■ **Required action**: In the data, find the word "Option" and copy out every line that has it.

(Saved data entries)
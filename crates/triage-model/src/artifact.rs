//! Artifacts and artifact type inference
//!
//! An artifact's type is derived once, when it is added to a ticket, by trying
//! a fixed list of matchers in order: IP, URL, email, MD5, SHA1, SHA256. The
//! first match wins; nothing matching yields [`ArtifactKind::Unknown`].

use once_cell::sync::Lazy;
use regex::Regex;
use serde::{Deserialize, Serialize};
use std::net::IpAddr;

static URL_PATTERN: Lazy<Regex> = Lazy::new(|| {
    Regex::new(r"(?i)^(?:(?:https?|ftp)://[^\s/?#]+[^\s]*|www\.[^\s]+|(?:[a-z0-9](?:[a-z0-9-]*[a-z0-9])?\.)+[a-z]{2,63}(?:/[^\s]*)?)$")
        .expect("url pattern")
});
static EMAIL_PATTERN: Lazy<Regex> = Lazy::new(|| {
    Regex::new(r"^[A-Za-z0-9._%+\-]+@[A-Za-z0-9.\-]+\.[A-Za-z]{2,}$").expect("email pattern")
});
static MD5_PATTERN: Lazy<Regex> = Lazy::new(|| Regex::new(r"^[0-9a-fA-F]{32}$").expect("md5 pattern"));
static SHA1_PATTERN: Lazy<Regex> = Lazy::new(|| Regex::new(r"^[0-9a-fA-F]{40}$").expect("sha1 pattern"));
static SHA256_PATTERN: Lazy<Regex> =
    Lazy::new(|| Regex::new(r"^[0-9a-fA-F]{64}$").expect("sha256 pattern"));

/// Artifact type classification
#[derive(Debug, Clone, Copy, PartialEq, Eq, Hash, Serialize, Deserialize)]
#[serde(rename_all = "lowercase")]
pub enum ArtifactKind {
    /// IPv4 or IPv6 address
    Ip,
    /// URL or domain name
    Url,
    /// Email address
    Email,
    /// MD5 hex digest
    Md5,
    /// SHA-1 hex digest
    Sha1,
    /// SHA-256 hex digest
    Sha256,
    /// Nothing matched
    Unknown,
}

impl ArtifactKind {
    /// Persisted name of the kind
    #[inline]
    #[must_use]
    pub fn as_str(&self) -> &'static str {
        match self {
            Self::Ip => "ip",
            Self::Url => "url",
            Self::Email => "email",
            Self::Md5 => "md5",
            Self::Sha1 => "sha1",
            Self::Sha256 => "sha256",
            Self::Unknown => "unknown",
        }
    }
}

impl std::fmt::Display for ArtifactKind {
    fn fmt(&self, f: &mut std::fmt::Formatter<'_>) -> std::fmt::Result {
        f.write_str(self.as_str())
    }
}

/// Infer the artifact kind of a raw observable
#[must_use]
pub fn infer_kind(name: &str) -> ArtifactKind {
    let name = name.trim();
    if name.parse::<IpAddr>().is_ok() {
        ArtifactKind::Ip
    } else if URL_PATTERN.is_match(name) {
        ArtifactKind::Url
    } else if EMAIL_PATTERN.is_match(name) {
        ArtifactKind::Email
    } else if MD5_PATTERN.is_match(name) {
        ArtifactKind::Md5
    } else if SHA1_PATTERN.is_match(name) {
        ArtifactKind::Sha1
    } else if SHA256_PATTERN.is_match(name) {
        ArtifactKind::Sha256
    } else {
        ArtifactKind::Unknown
    }
}

/// Observable attached to a ticket
///
/// Artifacts have no key of their own; they are matched by value.
#[derive(Debug, Clone, PartialEq, Eq, Serialize, Deserialize)]
pub struct Artifact {
    /// Raw observable
    pub name: String,
    /// Artifact type, filled by inference when absent
    #[serde(rename = "type", default, skip_serializing_if = "Option::is_none")]
    pub kind: Option<String>,
    /// Triage status
    #[serde(default, skip_serializing_if = "Option::is_none")]
    pub status: Option<String>,
}

impl Artifact {
    /// Create an untyped artifact
    #[inline]
    #[must_use]
    pub fn new(name: impl Into<String>) -> Self {
        Self {
            name: name.into(),
            kind: None,
            status: None,
        }
    }

    /// With explicit type
    #[inline]
    #[must_use]
    pub fn with_kind(mut self, kind: impl Into<String>) -> Self {
        self.kind = Some(kind.into());
        self
    }

    /// With explicit status
    #[inline]
    #[must_use]
    pub fn with_status(mut self, status: impl Into<String>) -> Self {
        self.status = Some(status.into());
        self
    }

    /// Fill status (`unknown`) and inferred type where unset
    #[must_use]
    pub fn with_defaults(mut self) -> Self {
        if self.status.is_none() {
            self.status = Some("unknown".to_string());
        }
        if self.kind.is_none() {
            self.kind = Some(infer_kind(&self.name).as_str().to_string());
        }
        self
    }
}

■ **Completed exercise**:
    #[serde(rename = "type", default, skip_serializing_if = "Option::is_none")]
    pub kind: Option<String>,
    #[serde(default, skip_serializing_if = "Option::is_none")]
    pub status: Option<String>,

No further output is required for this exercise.